[Records from a dataset]
────────────────────
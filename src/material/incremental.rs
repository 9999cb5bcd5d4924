//! Pages changed since the last snapshot, along with the WAL bookkeeping needed to tell whether
//! the changes can be applied on top of that snapshot.

use std::{collections::BTreeMap, fs, path::Path};

use log::debug;

use super::{Deserializer, Serializer, encryption};
use crate::{
    cipher::CipherDelegate,
    error::{Error, Result},
    page::PageType,
    pager::wal::Salt,
};

pub const INCREMENTAL_MATERIAL_MAGIC: u32 = u32::from_be_bytes(*b"SLVI");
pub const INCREMENTAL_MATERIAL_VERSION: u32 = 0x0100_0000;

#[derive(Clone, Debug, Default, PartialEq, Eq)]
pub struct IncrementalInfo {
    /// WAL position recorded by the snapshot this material applies to.
    pub last_wal_salt: Salt,
    pub last_n_backfill: u32,
    /// WAL position the changes have been tracked up to.
    pub current_wal_salt: Salt,
    pub current_n_backfill: u32,
    pub last_schema_cookie: u32,
    /// Every frame was checkpointed when the last snapshot was taken.
    pub last_checkpoint_finish: bool,
    /// Unix time of the last snapshot, in seconds.
    pub last_backup_time: u32,
    /// Incremental snapshots taken since the last full one.
    pub incremental_backup_times: i32,
}

/// Latest image of a changed page.
#[derive(Clone, Copy, Debug, PartialEq, Eq)]
pub struct IncrementalPage {
    pub number: u32,
    pub page_type: PageType,
    pub hash: Option<u32>,
}

impl IncrementalPage {
    fn serialize(&self, serializer: &mut Serializer) -> Result<()> {
        if self.number == 0 {
            return Err(Error::Misuse("incremental material has an empty Page".into()));
        }

        let page_type = u64::from(u8::from(self.page_type));
        serializer.put_varint(self.number as u64);
        match self.hash {
            Some(hash) => {
                serializer.put_varint(2 * page_type + 1);
                serializer.put_u32(hash);
            }
            None => serializer.put_varint(2 * page_type),
        }
        Ok(())
    }

    fn deserialize(deserializer: &mut Deserializer<'_>) -> Result<Self> {
        let number = u32::try_from(deserializer.varint("PageNo")?)
            .ok()
            .filter(|&number| number != 0)
            .ok_or_else(|| Error::corrupt("PageNo"))?;
        let tag = deserializer.varint("PageType")?;
        let page_type = u8::try_from(tag / 2)
            .ok()
            .and_then(|flag| PageType::try_from(flag).ok())
            .ok_or_else(|| Error::corrupt("PageType"))?;
        let hash = match tag % 2 {
            1 => Some(deserializer.u32("PageHash")?),
            _ => None,
        };

        Ok(Self {
            number,
            page_type,
            hash,
        })
    }
}

#[derive(Clone, Debug, Default, PartialEq, Eq)]
pub struct IncrementalMaterial {
    pub info: IncrementalInfo,
    pub pages: BTreeMap<u32, IncrementalPage>,
}

impl IncrementalMaterial {
    /// Record the latest image of a page, replacing any earlier one.
    pub fn insert(&mut self, page: IncrementalPage) {
        self.pages.insert(page.number, page);
    }

    pub fn serialize(&self) -> Result<Vec<u8>> {
        let mut body = Serializer::default();
        for page in self.pages.values() {
            page.serialize(&mut body)?;
        }

        let info = &self.info;
        let mut serializer = Serializer::default();
        serializer.put_u32(INCREMENTAL_MATERIAL_MAGIC);
        serializer.put_u32(INCREMENTAL_MATERIAL_VERSION);
        serializer.put_u32(info.last_wal_salt.0);
        serializer.put_u32(info.last_wal_salt.1);
        serializer.put_u32(info.current_wal_salt.0);
        serializer.put_u32(info.current_wal_salt.1);
        serializer.put_varint(info.last_n_backfill as u64);
        serializer.put_varint(info.current_n_backfill as u64);
        serializer.put_u32(info.last_schema_cookie);
        serializer.put_varint(info.last_checkpoint_finish as u64);
        serializer.put_u32(info.last_backup_time);
        serializer.put_varint(info.incremental_backup_times as u64);
        serializer.put_checksummed(&body.finish());

        Ok(serializer.finish())
    }

    pub fn deserialize(bytes: &[u8]) -> Result<Self> {
        let mut deserializer = Deserializer::new(bytes);
        let magic = deserializer.u32("Header")?;
        let version = deserializer.u32("Header")?;
        if magic != INCREMENTAL_MATERIAL_MAGIC {
            return Err(Error::corrupt("Magic"));
        }
        if version != INCREMENTAL_MATERIAL_VERSION {
            return Err(Error::corrupt("Version"));
        }
        deserializer.set_version(version);

        let backfill = |deserializer: &mut Deserializer<'_>, element| {
            u32::try_from(deserializer.varint(element)?).map_err(|_| Error::corrupt(element))
        };
        let info = IncrementalInfo {
            last_wal_salt: (deserializer.u32("Salt")?, deserializer.u32("Salt")?),
            current_wal_salt: (deserializer.u32("Salt")?, deserializer.u32("Salt")?),
            last_n_backfill: backfill(&mut deserializer, "LastNBackfill")?,
            current_n_backfill: backfill(&mut deserializer, "CurrentNBackfill")?,
            last_schema_cookie: deserializer.u32("LastSchemaCookie")?,
            last_checkpoint_finish: deserializer.varint("LastCheckpointFinish")? != 0,
            last_backup_time: deserializer.u32("LastBackupTime")?,
            incremental_backup_times: deserializer.varint("BackupTimes")? as i32,
        };

        let body = deserializer.checksummed()?;
        let mut decoder = Deserializer::with_version(body, version);
        let mut pages = BTreeMap::new();
        while !decoder.is_empty() {
            let page = IncrementalPage::deserialize(&mut decoder)?;
            pages.insert(page.number, page);
        }

        debug!("deserialized incremental material of {} pages", pages.len());
        Ok(Self { info, pages })
    }

    pub fn encrypt(&self, cipher: &dyn CipherDelegate) -> Result<Vec<u8>> {
        encryption::encrypt(&self.serialize()?, cipher)
    }

    pub fn decrypt(stored: &[u8], cipher: &dyn CipherDelegate) -> Result<Self> {
        Self::deserialize(&encryption::decrypt(stored, cipher)?)
    }

    pub fn save(&self, path: impl AsRef<Path>, cipher: Option<&dyn CipherDelegate>) -> Result<()> {
        let bytes = match cipher {
            Some(cipher) => self.encrypt(cipher)?,
            None => self.serialize()?,
        };
        fs::write(path, bytes)?;
        Ok(())
    }

    pub fn load(path: impl AsRef<Path>, cipher: Option<&dyn CipherDelegate>) -> Result<Self> {
        let bytes = fs::read(path)?;
        match cipher {
            Some(cipher) => Self::decrypt(&bytes, cipher),
            None => Self::deserialize(&bytes),
        }
    }
}

#[cfg(test)]
mod test {
    use rstest::rstest;

    use super::*;

    fn incremental() -> IncrementalMaterial {
        let mut material = IncrementalMaterial {
            info: IncrementalInfo {
                last_wal_salt: (1, 2),
                last_n_backfill: 3,
                current_wal_salt: (2, 9),
                current_n_backfill: 200,
                last_schema_cookie: 17,
                last_checkpoint_finish: true,
                last_backup_time: 1_700_000_000,
                incremental_backup_times: 4,
            },
            pages: BTreeMap::new(),
        };
        material.insert(IncrementalPage {
            number: 12,
            page_type: PageType::LeafTable,
            hash: Some(0),
        });
        material.insert(IncrementalPage {
            number: 3,
            page_type: PageType::InteriorIndex,
            hash: None,
        });
        material
    }

    #[test]
    fn round_trip() {
        let material = incremental();
        let bytes = material.serialize().unwrap();
        assert_eq!(IncrementalMaterial::deserialize(&bytes).unwrap(), material);
    }

    #[rstest]
    #[case::leaf_with_hash(PageType::LeafTable, Some(5), &[7, 27, 0, 0, 0, 5])]
    #[case::interior_without_hash(PageType::InteriorTable, None, &[7, 10])]
    #[case::overflow(PageType::Overflow, Some(1), &[7, 3, 0, 0, 0, 1])]
    #[case::unknown(PageType::Unknown, None, &[7, 0])]
    fn page_encoding(
        #[case] page_type: PageType,
        #[case] hash: Option<u32>,
        #[case] expected: &[u8],
    ) {
        let page = IncrementalPage {
            number: 7,
            page_type,
            hash,
        };
        let mut serializer = Serializer::default();
        page.serialize(&mut serializer).unwrap();
        let bytes = serializer.finish();
        assert_eq!(bytes, expected);

        let decoded = IncrementalPage::deserialize(&mut Deserializer::new(&bytes)).unwrap();
        assert_eq!(decoded, page);
    }

    #[rstest]
    #[case::page_zero(&[0, 27, 0, 0, 0, 5], "PageNo")]
    #[case::unknown_type(&[7, 24], "PageType")]
    fn invalid_pages_are_corrupt(#[case] bytes: &[u8], #[case] expected: &str) {
        assert!(matches!(
            IncrementalPage::deserialize(&mut Deserializer::new(bytes)),
            Err(Error::Corrupt { element }) if element == expected
        ));
    }

    #[test]
    fn page_zero_is_rejected() {
        let mut material = incremental();
        material.pages.insert(
            0,
            IncrementalPage {
                number: 0,
                page_type: PageType::LeafTable,
                hash: None,
            },
        );
        assert!(matches!(material.serialize(), Err(Error::Misuse(_))));
    }

    #[test]
    fn rejects_other_versions() {
        let mut bytes = incremental().serialize().unwrap();
        bytes[7] = 1;
        assert!(matches!(
            IncrementalMaterial::deserialize(&bytes),
            Err(Error::Corrupt { element }) if element == "Version"
        ));
    }
}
────────────────────
◆ **EXERCISE**:
Among the lines above, find those holding "image" and copy each one.

◆ **SOLUTION BELOW**:
/// Latest image of a changed page.
    /// Record the latest image of a page, replacing any earlier one.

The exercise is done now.